■ The problem: Please find the lines in the entries below that contain the word "month", and copy each one.

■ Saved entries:
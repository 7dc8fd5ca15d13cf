//! Output formatting for cnf-netcheck.
//!
//! Provides terminal, JSON, and JUnit XML output formatters.
//!
//! # Graceful Degradation
//!
//! - Non-TTY output: color disabled via NO_COLOR or --no-color
//! - Empty reports: valid output with zero checks
//! - Checks without a result: rendered as not executed
//!
//! All formatters produce valid output for any ValidationReport input.

use crate::cli::args::OutputFormat;
use crate::engine::result::{ResultSummary, ValidationReport};
use crate::{Check, CheckCategory, CheckResult};
use serde::Serialize;

const RULE: &str =
    "--------------------------------------------------------------------------------";

const CATEGORIES: [(CheckCategory, &str, &str); 3] = [
    (CheckCategory::Connectivity, "CONNECTIVITY CHECKS", "connectivity"),
    (CheckCategory::Ports, "PORT CHECKS", "ports"),
    (CheckCategory::Services, "SERVICE CHECKS", "services"),
];

/// Trait for output formatters
pub trait OutputFormatter {
    /// Format a validation report into a string
    fn format(&self, report: &ValidationReport) -> String;
}

/// Terminal (human-readable) formatter
pub struct TerminalFormatter {
    color: bool,
    verbose: bool,
    quiet: bool,
}

impl TerminalFormatter {
    pub fn new(color: bool, verbose: bool, quiet: bool) -> Self {
        TerminalFormatter {
            color,
            verbose,
            quiet,
        }
    }

    fn colorize(&self, text: &str, color_code: &str) -> String {
        if self.color {
            format!("\x1b[{}m{}\x1b[0m", color_code, text)
        } else {
            text.to_string()
        }
    }

    fn status(&self, result: Option<&CheckResult>) -> String {
        match result {
            Some(CheckResult::Pass { .. }) => self.colorize("[PASS]", "32"),
            Some(CheckResult::Fail { .. }) => self.colorize("[FAIL]", "31"),
            Some(CheckResult::Skip { .. }) => self.colorize("[SKIP]", "33"),
            None => self.colorize("[----]", "90"),
        }
    }

    fn message(&self, result: Option<&CheckResult>) -> String {
        match result {
            Some(CheckResult::Pass { message, duration_ms }) if self.verbose => {
                format!("{} ({}ms)", message, duration_ms)
            }
            Some(CheckResult::Pass { message, .. }) => message.clone(),
            Some(CheckResult::Fail { message, details, duration_ms }) if self.verbose => {
                format!("{} - {} ({}ms)", message, details, duration_ms)
            }
            Some(CheckResult::Fail { message, .. }) => message.clone(),
            Some(CheckResult::Skip { reason }) => reason.clone(),
            None => "Not executed".to_string(),
        }
    }

    fn write_check(&self, output: &mut String, check: &Check) {
        output.push_str(&format!(
            "  {} {}: {} ({})\n",
            self.status(check.result.as_ref()),
            check.id,
            check.name,
            self.message(check.result.as_ref())
        ));

        if self.verbose {
            for line in &check.claims {
                output.push_str(&format!("      {}\n", self.colorize(line, "90")));
            }
        }
    }
}

impl OutputFormatter for TerminalFormatter {
    fn format(&self, report: &ValidationReport) -> String {
        let mut output = String::new();

        output.push_str(RULE);
        output.push_str("\ncnf-netcheck report\n");
        output.push_str(&format!("Source: {}\n", report.source));
        output.push_str(&format!("Timestamp: {}\n", format_timestamp(report.timestamp)));
        output.push_str(RULE);
        output.push_str("\n\n");

        if !report.discovery_errors.is_empty() {
            output.push_str(&format!("{}\n", self.colorize("DISCOVERY ERRORS", "31")));
            for line in &report.discovery_errors {
                output.push_str(&format!("  {}\n", line));
            }
            output.push('\n');
        }

        for (category, header, _) in CATEGORIES.iter() {
            let checks: Vec<&Check> = report
                .checks
                .iter()
                .filter(|c| c.category == *category)
                .filter(|c| !self.quiet || matches!(c.result, Some(CheckResult::Fail { .. })))
                .collect();

            if checks.is_empty() {
                continue;
            }

            output.push_str(&format!("{}\n", header));
            for check in checks {
                self.write_check(&mut output, check);
            }
            output.push('\n');
        }

        let summary = report.summary();
        output.push_str(RULE);
        output.push_str(&format!(
            "\nSUMMARY: {} passed, {} failed, {} skipped\n",
            summary.passed, summary.failed, summary.skipped
        ));
        output.push_str(&format!(
            "Total time: {:.1}s\n",
            report.total_duration_ms as f64 / 1000.0
        ));

        let (code, desc) = if summary.failed > 0 {
            (1, "failures detected")
        } else {
            (0, "no failures")
        };
        output.push_str(&format!("Exit code: {} ({})\n", code, desc));
        output.push_str(RULE);

        output
    }
}

/// JSON formatter
pub struct JsonFormatter {
    pretty: bool,
}

#[derive(Serialize)]
struct JsonReport<'a> {
    version: &'static str,
    timestamp: String,
    source: &'a str,
    summary: ResultSummary,
    checks: &'a [Check],
    total_duration_ms: u64,
    discovery_errors: &'a [String],
}

impl JsonFormatter {
    pub fn new(pretty: bool) -> Self {
        JsonFormatter { pretty }
    }
}

impl OutputFormatter for JsonFormatter {
    fn format(&self, report: &ValidationReport) -> String {
        let doc = JsonReport {
            version: crate::version::VERSION,
            timestamp: format_timestamp(report.timestamp),
            source: &report.source,
            summary: report.summary(),
            checks: &report.checks,
            total_duration_ms: report.total_duration_ms,
            discovery_errors: &report.discovery_errors,
        };

        let rendered = if self.pretty {
            serde_json::to_string_pretty(&doc)
        } else {
            serde_json::to_string(&doc)
        };
        rendered.unwrap_or_else(|e| {
            serde_json::json!({ "error": format!("failed to serialize report: {}", e) }).to_string()
        })
    }
}

/// JUnit XML formatter, one test suite per category
pub struct JunitFormatter;

impl JunitFormatter {
    pub fn new() -> Self {
        JunitFormatter
    }

    fn escape_xml(s: &str) -> String {
        let mut result = String::with_capacity(s.len());
        for c in s.chars() {
            match c {
                '&' => result.push_str("&amp;"),
                '<' => result.push_str("&lt;"),
                '>' => result.push_str("&gt;"),
                '"' => result.push_str("&quot;"),
                '\'' => result.push_str("&apos;"),
                c => result.push(c),
            }
        }
        result
    }

    fn system_out(check: &Check, lead: Option<&str>) -> String {
        let mut lines: Vec<&str> = Vec::with_capacity(check.claims.len() + 1);
        lines.extend(lead);
        lines.extend(check.claims.iter().map(String::as_str));
        if lines.is_empty() {
            return String::new();
        }
        format!(
            "      <system-out>{}</system-out>\n",
            Self::escape_xml(&lines.join("\n"))
        )
    }
}

impl Default for JunitFormatter {
    fn default() -> Self {
        Self::new()
    }
}

fn duration_of(check: &Check) -> u64 {
    match &check.result {
        Some(CheckResult::Pass { duration_ms, .. }) | Some(CheckResult::Fail { duration_ms, .. }) => {
            *duration_ms
        }
        _ => 0,
    }
}

impl OutputFormatter for JunitFormatter {
    fn format(&self, report: &ValidationReport) -> String {
        let mut output = String::new();
        output.push_str("<?xml version=\"1.0\" encoding=\"UTF-8\"?>\n");

        let summary = report.summary();
        output.push_str(&format!(
            "<testsuites name=\"cnf-netcheck\" tests=\"{}\" failures=\"{}\" errors=\"0\" skipped=\"{}\" time=\"{:.3}\">\n",
            summary.total,
            summary.failed,
            summary.skipped,
            report.total_duration_ms as f64 / 1000.0
        ));

        for (category, _, suite_name) in CATEGORIES.iter() {
            let checks: Vec<&Check> = report
                .checks
                .iter()
                .filter(|c| c.category == *category)
                .collect();

            if checks.is_empty() {
                continue;
            }

            let failures = checks
                .iter()
                .filter(|c| matches!(c.result, Some(CheckResult::Fail { .. })))
                .count();
            let skipped = checks
                .iter()
                .filter(|c| matches!(c.result, Some(CheckResult::Skip { .. })))
                .count();
            let suite_time: u64 = checks.iter().map(|c| duration_of(c)).sum();

            output.push_str(&format!(
                "  <testsuite name=\"{}\" tests=\"{}\" failures=\"{}\" errors=\"0\" skipped=\"{}\" time=\"{:.3}\">\n",
                suite_name,
                checks.len(),
                failures,
                skipped,
                suite_time as f64 / 1000.0
            ));

            for check in checks {
                output.push_str(&format!(
                    "    <testcase name=\"{}\" classname=\"cnf-netcheck.{}\" time=\"{:.3}\"",
                    Self::escape_xml(&check.id),
                    suite_name,
                    duration_of(check) as f64 / 1000.0
                ));

                match &check.result {
                    Some(CheckResult::Pass { message, .. }) => {
                        output.push_str(">\n");
                        output.push_str(&Self::system_out(check, Some(message.as_str())));
                        output.push_str("    </testcase>\n");
                    }
                    Some(CheckResult::Fail { message, details, .. }) => {
                        output.push_str(">\n");
                        output.push_str(&format!(
                            "      <failure message=\"{}\">{}</failure>\n",
                            Self::escape_xml(message),
                            Self::escape_xml(details)
                        ));
                        output.push_str(&Self::system_out(check, None));
                        output.push_str("    </testcase>\n");
                    }
                    Some(CheckResult::Skip { reason }) => {
                        output.push_str(">\n");
                        output.push_str(&format!(
                            "      <skipped message=\"{}\" />\n",
                            Self::escape_xml(reason)
                        ));
                        output.push_str(&Self::system_out(check, None));
                        output.push_str("    </testcase>\n");
                    }
                    None => output.push_str(" />\n"),
                }
            }

            output.push_str("  </testsuite>\n");
        }

        output.push_str("</testsuites>");
        output
    }
}

/// Get a formatter based on the output format
pub fn get_formatter(
    format: OutputFormat,
    no_color: bool,
    verbose: bool,
    quiet: bool,
) -> Box<dyn OutputFormatter> {
    match format {
        OutputFormat::Text => Box::new(TerminalFormatter::new(!no_color, verbose, quiet)),
        OutputFormat::Json => Box::new(JsonFormatter::new(true)),
        OutputFormat::Junit => Box::new(JunitFormatter::new()),
    }
}

/// Format a Unix timestamp as ISO 8601 (UTC)
pub fn format_timestamp(timestamp: u64) -> String {
    let days = timestamp / 86_400;
    let time_of_day = timestamp % 86_400;

    let mut year = 1970;
    let mut remaining = days;
    loop {
        let len = if is_leap_year(year) { 366 } else { 365 };
        if remaining < len {
            break;
        }
        remaining -= len;
        year += 1;
    }

    let mut month = 1;
    while remaining >= days_in_month(year, month) {
        remaining -= days_in_month(year, month);
        month += 1;
    }

    format!(
        "{:04}-{:02}-{:02}T{:02}:{:02}:{:02}Z",
        year,
        month,
        remaining + 1,
        time_of_day / 3600,
        (time_of_day % 3600) / 60,
        time_of_day % 60
    )
}

fn is_leap_year(year: u64) -> bool {
    (year % 4 == 0 && year % 100 != 0) || year % 400 == 0
}

fn days_in_month(year: u64, month: u64) -> u64 {
    match month {
        2 if is_leap_year(year) => 29,
        2 => 28,
        4 | 6 | 9 | 11 => 30,
        _ => 31,
    }
}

■ Output below:
    let mut month = 1;
    while remaining >= days_in_month(year, month) {
        remaining -= days_in_month(year, month);
        month += 1;
        month,
fn days_in_month(year: u64, month: u64) -> u64 {
    match month {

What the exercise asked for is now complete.